RECORDS SUPPLIED
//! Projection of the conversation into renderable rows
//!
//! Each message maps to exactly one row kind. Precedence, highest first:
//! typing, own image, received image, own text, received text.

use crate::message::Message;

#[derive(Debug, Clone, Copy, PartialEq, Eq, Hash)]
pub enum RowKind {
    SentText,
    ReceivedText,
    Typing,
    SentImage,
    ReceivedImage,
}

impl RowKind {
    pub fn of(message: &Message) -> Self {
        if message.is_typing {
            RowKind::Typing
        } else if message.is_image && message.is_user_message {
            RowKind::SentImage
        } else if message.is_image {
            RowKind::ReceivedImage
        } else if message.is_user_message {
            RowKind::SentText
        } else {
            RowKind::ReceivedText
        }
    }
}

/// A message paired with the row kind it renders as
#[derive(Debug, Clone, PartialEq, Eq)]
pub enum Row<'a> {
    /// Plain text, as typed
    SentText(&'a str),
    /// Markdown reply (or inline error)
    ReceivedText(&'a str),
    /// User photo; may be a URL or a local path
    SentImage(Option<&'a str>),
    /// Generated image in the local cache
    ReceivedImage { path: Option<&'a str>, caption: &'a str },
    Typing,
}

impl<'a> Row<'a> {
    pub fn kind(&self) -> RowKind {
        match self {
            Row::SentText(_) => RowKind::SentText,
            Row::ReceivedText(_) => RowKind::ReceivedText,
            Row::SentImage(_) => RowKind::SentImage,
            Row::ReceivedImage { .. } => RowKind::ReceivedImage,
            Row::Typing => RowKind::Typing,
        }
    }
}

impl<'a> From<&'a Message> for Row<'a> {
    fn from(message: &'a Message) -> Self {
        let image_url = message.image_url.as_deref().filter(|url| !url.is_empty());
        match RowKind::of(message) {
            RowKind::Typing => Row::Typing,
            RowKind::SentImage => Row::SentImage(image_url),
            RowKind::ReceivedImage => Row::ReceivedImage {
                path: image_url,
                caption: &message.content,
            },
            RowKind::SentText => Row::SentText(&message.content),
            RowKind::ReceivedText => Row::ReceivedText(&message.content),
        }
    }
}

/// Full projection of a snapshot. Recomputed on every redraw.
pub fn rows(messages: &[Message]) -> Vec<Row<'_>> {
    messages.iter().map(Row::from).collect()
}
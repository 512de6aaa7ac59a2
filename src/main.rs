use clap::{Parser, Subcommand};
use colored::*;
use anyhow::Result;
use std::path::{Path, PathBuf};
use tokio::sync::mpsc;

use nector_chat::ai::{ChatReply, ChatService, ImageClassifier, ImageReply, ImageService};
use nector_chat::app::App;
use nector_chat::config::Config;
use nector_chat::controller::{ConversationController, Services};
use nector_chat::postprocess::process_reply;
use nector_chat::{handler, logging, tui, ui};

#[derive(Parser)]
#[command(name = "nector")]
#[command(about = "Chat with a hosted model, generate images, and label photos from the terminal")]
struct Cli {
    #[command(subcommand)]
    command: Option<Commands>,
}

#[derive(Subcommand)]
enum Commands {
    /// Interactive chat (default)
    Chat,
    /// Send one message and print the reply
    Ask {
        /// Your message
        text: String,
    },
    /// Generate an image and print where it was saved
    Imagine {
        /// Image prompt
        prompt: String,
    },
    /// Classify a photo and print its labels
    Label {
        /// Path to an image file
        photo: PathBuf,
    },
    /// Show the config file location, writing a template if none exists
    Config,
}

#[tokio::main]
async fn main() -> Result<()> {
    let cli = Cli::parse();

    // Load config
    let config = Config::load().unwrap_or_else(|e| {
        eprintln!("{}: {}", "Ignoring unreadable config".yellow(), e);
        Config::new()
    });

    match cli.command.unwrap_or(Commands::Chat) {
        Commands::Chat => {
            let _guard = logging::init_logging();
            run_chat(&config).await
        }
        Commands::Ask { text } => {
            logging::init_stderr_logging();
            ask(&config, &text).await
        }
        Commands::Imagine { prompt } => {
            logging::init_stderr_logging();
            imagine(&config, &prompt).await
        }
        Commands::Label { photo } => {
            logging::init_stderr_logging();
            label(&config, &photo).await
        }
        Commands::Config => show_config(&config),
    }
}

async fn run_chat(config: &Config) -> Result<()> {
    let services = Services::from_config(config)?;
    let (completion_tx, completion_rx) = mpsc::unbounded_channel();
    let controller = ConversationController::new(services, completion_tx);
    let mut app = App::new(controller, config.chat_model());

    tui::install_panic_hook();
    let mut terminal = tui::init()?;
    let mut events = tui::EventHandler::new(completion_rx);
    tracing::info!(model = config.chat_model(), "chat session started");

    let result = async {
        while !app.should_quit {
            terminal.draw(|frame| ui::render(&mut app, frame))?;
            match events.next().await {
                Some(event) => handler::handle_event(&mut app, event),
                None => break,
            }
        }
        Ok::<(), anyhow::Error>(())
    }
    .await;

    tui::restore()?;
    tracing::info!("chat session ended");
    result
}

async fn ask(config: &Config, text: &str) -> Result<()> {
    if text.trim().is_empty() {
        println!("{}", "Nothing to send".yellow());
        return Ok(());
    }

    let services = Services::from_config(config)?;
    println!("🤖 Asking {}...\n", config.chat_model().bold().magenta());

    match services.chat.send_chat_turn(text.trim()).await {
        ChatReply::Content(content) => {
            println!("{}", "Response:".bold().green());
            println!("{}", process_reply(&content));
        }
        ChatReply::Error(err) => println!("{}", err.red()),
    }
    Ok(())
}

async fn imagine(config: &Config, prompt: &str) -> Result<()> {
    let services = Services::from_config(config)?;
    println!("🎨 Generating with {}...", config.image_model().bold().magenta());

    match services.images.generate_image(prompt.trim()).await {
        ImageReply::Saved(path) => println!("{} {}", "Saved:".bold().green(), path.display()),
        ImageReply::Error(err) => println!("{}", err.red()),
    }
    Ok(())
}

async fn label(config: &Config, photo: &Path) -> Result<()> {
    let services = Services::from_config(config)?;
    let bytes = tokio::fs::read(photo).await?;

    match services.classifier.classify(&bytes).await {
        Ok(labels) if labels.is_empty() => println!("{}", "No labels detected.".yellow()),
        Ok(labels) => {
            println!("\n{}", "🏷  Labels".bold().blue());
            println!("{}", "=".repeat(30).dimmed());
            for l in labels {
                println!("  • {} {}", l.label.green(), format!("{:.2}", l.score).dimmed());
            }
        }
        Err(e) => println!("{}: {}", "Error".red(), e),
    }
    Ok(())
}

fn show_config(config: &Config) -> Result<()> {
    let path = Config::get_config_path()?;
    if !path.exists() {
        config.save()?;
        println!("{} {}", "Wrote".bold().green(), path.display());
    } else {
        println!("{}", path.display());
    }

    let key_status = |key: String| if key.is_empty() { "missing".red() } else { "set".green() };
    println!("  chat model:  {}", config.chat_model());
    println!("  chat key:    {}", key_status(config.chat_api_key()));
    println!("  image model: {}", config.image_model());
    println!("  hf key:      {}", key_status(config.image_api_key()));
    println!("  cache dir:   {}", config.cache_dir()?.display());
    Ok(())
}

EXERCISE DIRECTIONS
A single number is the whole answer here: how many lines of the material include "bytes" as a word or string?

EXERCISE ANSWER
2